Mycarematters boards have picture symbols for topics that are filled in by a relative or loved one to reveal more about the person behind the patient: preferences for food, music, previous work background, favourite past time. The boards are being trialled on two wards at East Surrey Hospital next to the beds of patients with dementia or memory issues. This means that clinicians and members of the ward teams are able to see extra information about the patient at a glance.
Chris O’Connor, consultant nurse for dementia at SASH, said: “The reaction from patients and families has been very positive. One patient’s daughter said to me, ‘This board makes my mum a person again, not a patient.’
“These boards provide staff with information about who the person they are caring for, for example what sort of job they had or how they like their tea etc. The boards make it easier for staff to engage with the person. It’s about caring for the whole person, both their physical and mental wellbeing.”
Lorraine Kutner, from Redhill, who has been visiting her dad, John, said: “I think it’s a brilliant idea because dad is not able to express his likes and dislikes, what kind of person he is.
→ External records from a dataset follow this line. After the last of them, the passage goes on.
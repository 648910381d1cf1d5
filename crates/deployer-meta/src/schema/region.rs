//! Per-region deployment target

use serde::{Deserialize, Serialize};

use super::empty_as_none;

/// One AWS region a stack deploys into.
#[derive(Debug, Clone, PartialEq, Eq, Default, Serialize, Deserialize)]
#[serde(default)]
pub struct RegionSpec {
    pub region: String,
    pub use_public_subnets: bool,
    pub instance_type: String,
    pub ssh_key: String,

    /// May be omitted when a global AMI is passed on the command line
    #[serde(
        deserialize_with = "empty_as_none",
        skip_serializing_if = "Option::is_none"
    )]
    pub ami_id: Option<String>,

    pub vpc: String,
    pub security_groups: Vec<String>,

    #[serde(rename = "healthcheck_load_balancer")]
    pub healthcheck_lb: String,
    pub healthcheck_target_group: String,

    pub target_groups: Vec<String>,
    #[serde(rename = "loadbalancers")]
    pub load_balancers: Vec<String>,
    pub availability_zones: Vec<String>,
}

impl RegionSpec {
    /// Name of the resource used for health checks, preferring the target group.
    pub fn healthcheck_target(&self) -> Option<&str> {
        [&self.healthcheck_target_group, &self.healthcheck_lb]
            .into_iter()
            .find(|s| !s.is_empty())
            .map(String::as_str)
    }
}
//! Fail-fast validation of a resolved configuration
//!
//! Rules run in a fixed order and the first violation is returned, so the
//! order below decides which error a user sees when several apply:
//!
//! 1. a target stack is selected
//! 2. a raw AMI id is only given together with a region
//! 3. the metrics configuration file exists, unless metrics are disabled
//! 4. plain and base64 release notes are not both given
//! 5. the target stack exists in the manifest
//! 6. stack-scoped rules for the active stack only (see [`stack`])
//! 7. metrics region and storage are named, unless metrics are disabled
//! 8. the polling interval is at least [`MIN_POLLING_INTERVAL`] and below the timeout
//!
//! Warnings never fail validation; they are logged and returned.

mod error;
mod stack;

use std::fmt;

use deployer_fs::NormalizedPath;
use serde::Serialize;

use crate::config::{MIN_POLLING_INTERVAL, ResolvedConfiguration, RunConfig};

pub use error::ValidationError;

/// Kinds of non-fatal findings
#[derive(Debug, Clone, Copy, PartialEq, Eq, Serialize)]
#[serde(rename_all = "kebab-case")]
pub enum WarningKind {
    /// A lifecycle hook without a heartbeat timeout may stall for a long time
    MissingHeartbeatTimeout,
    /// Capacity does not satisfy `min <= desired <= max`
    UnorderedCapacity,
}

/// A finding that is reported but does not block the deployment
#[derive(Debug, Clone, PartialEq, Eq, Serialize)]
pub struct ValidationWarning {
    pub kind: WarningKind,
    /// Stack the warning belongs to
    pub stack: String,
    pub message: String,
}

impl ValidationWarning {
    /// Log the warning and append it to `warnings`.
    fn record(warnings: &mut Vec<ValidationWarning>, kind: WarningKind, stack: &str, message: String) {
        tracing::warn!(stack, ?kind, "{}", message);
        warnings.push(ValidationWarning {
            kind,
            stack: stack.to_string(),
            message,
        });
    }
}

impl fmt::Display for ValidationWarning {
    fn fmt(&self, f: &mut fmt::Formatter<'_>) -> fmt::Result {
        write!(f, "[{}] {}", self.stack, self.message)
    }
}

/// Validates a [`ResolvedConfiguration`].
#[derive(Debug, Default)]
pub struct Validator;

impl Validator {
    pub fn new() -> Self {
        Self
    }

    /// Check the rules that depend only on command-line values (1 to 4).
    ///
    /// [`validate`](Self::validate) runs these first as well. They need no
    /// manifest or metrics content.
    pub fn validate_run(&self, run: &RunConfig) -> Result<(), ValidationError> {
        if run.stack.is_empty() {
            return Err(ValidationError::StackNotSelected);
        }

        // A raw image id is region-specific
        if let Some(ami) = run
            .ami
            .as_deref()
            .filter(|ami| run.region.is_none() && ami.starts_with("ami-"))
        {
            return Err(ValidationError::AmiRequiresRegion {
                ami: ami.to_string(),
            });
        }

        if !run.disable_metrics && !NormalizedPath::new(&run.metrics_config).is_file() {
            return Err(ValidationError::MetricsConfigMissing {
                path: run.metrics_config.clone(),
            });
        }

        if run.release_notes.is_some() && run.release_notes_base64.is_some() {
            return Err(ValidationError::ConflictingReleaseNotes);
        }

        Ok(())
    }

    /// Check every rule in order and return the first violation.
    ///
    /// On success, returns the warnings collected along the way.
    pub fn validate(
        &self,
        config: &ResolvedConfiguration,
    ) -> Result<Vec<ValidationWarning>, ValidationError> {
        let run = &config.run;
        let mut warnings = Vec::new();

        self.validate_run(run)?;

        let active = config
            .active_stack()
            .ok_or_else(|| ValidationError::StackNotFound {
                stack: run.stack.clone(),
            })?;
        stack::check_stack(active, run, &mut warnings)?;

        if !run.disable_metrics {
            if config.metrics.region.is_empty() {
                return Err(ValidationError::MissingMetricsRegion);
            }
            if config.metrics.storage.name.is_empty() {
                return Err(ValidationError::MissingMetricsStorage);
            }
        }

        let interval = config.polling_interval();
        if interval < MIN_POLLING_INTERVAL {
            return Err(ValidationError::PollingIntervalTooShort {
                interval,
                minimum: MIN_POLLING_INTERVAL,
            });
        }
        if interval >= run.timeout {
            return Err(ValidationError::PollingIntervalNotBelowTimeout {
                interval,
                timeout: run.timeout,
            });
        }

        Ok(warnings)
    }
}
The board shows his preferences from music to food, a little bit about his personality as he is a very private person, which is important for hospital staff to know. I think it’s a really nice insight into my dad.”
The Mycarematters boards started life as humble post-it notes in a nursing home, written by Zoe Harris to assist in the care of her husband who had dementia and was unable to communicate with people in the last months of his life.
“My scribbled notes rapidly turned into a laminated wall chart, a very simple concept using symbols,” Zoe said. “I laminated it so I could easily update the information when necessary and I used symbols to help staff find the information they needed quickly and easily.”
Zoe added: “I’m delighted that SASH is the first hospital to trial the boards, which aim to improve the experience of patients. Sharing some of the simple aspects about a person with dementia can make a big difference to their wellbeing. Dementia is set to touch the lives of more people as the population gets older.”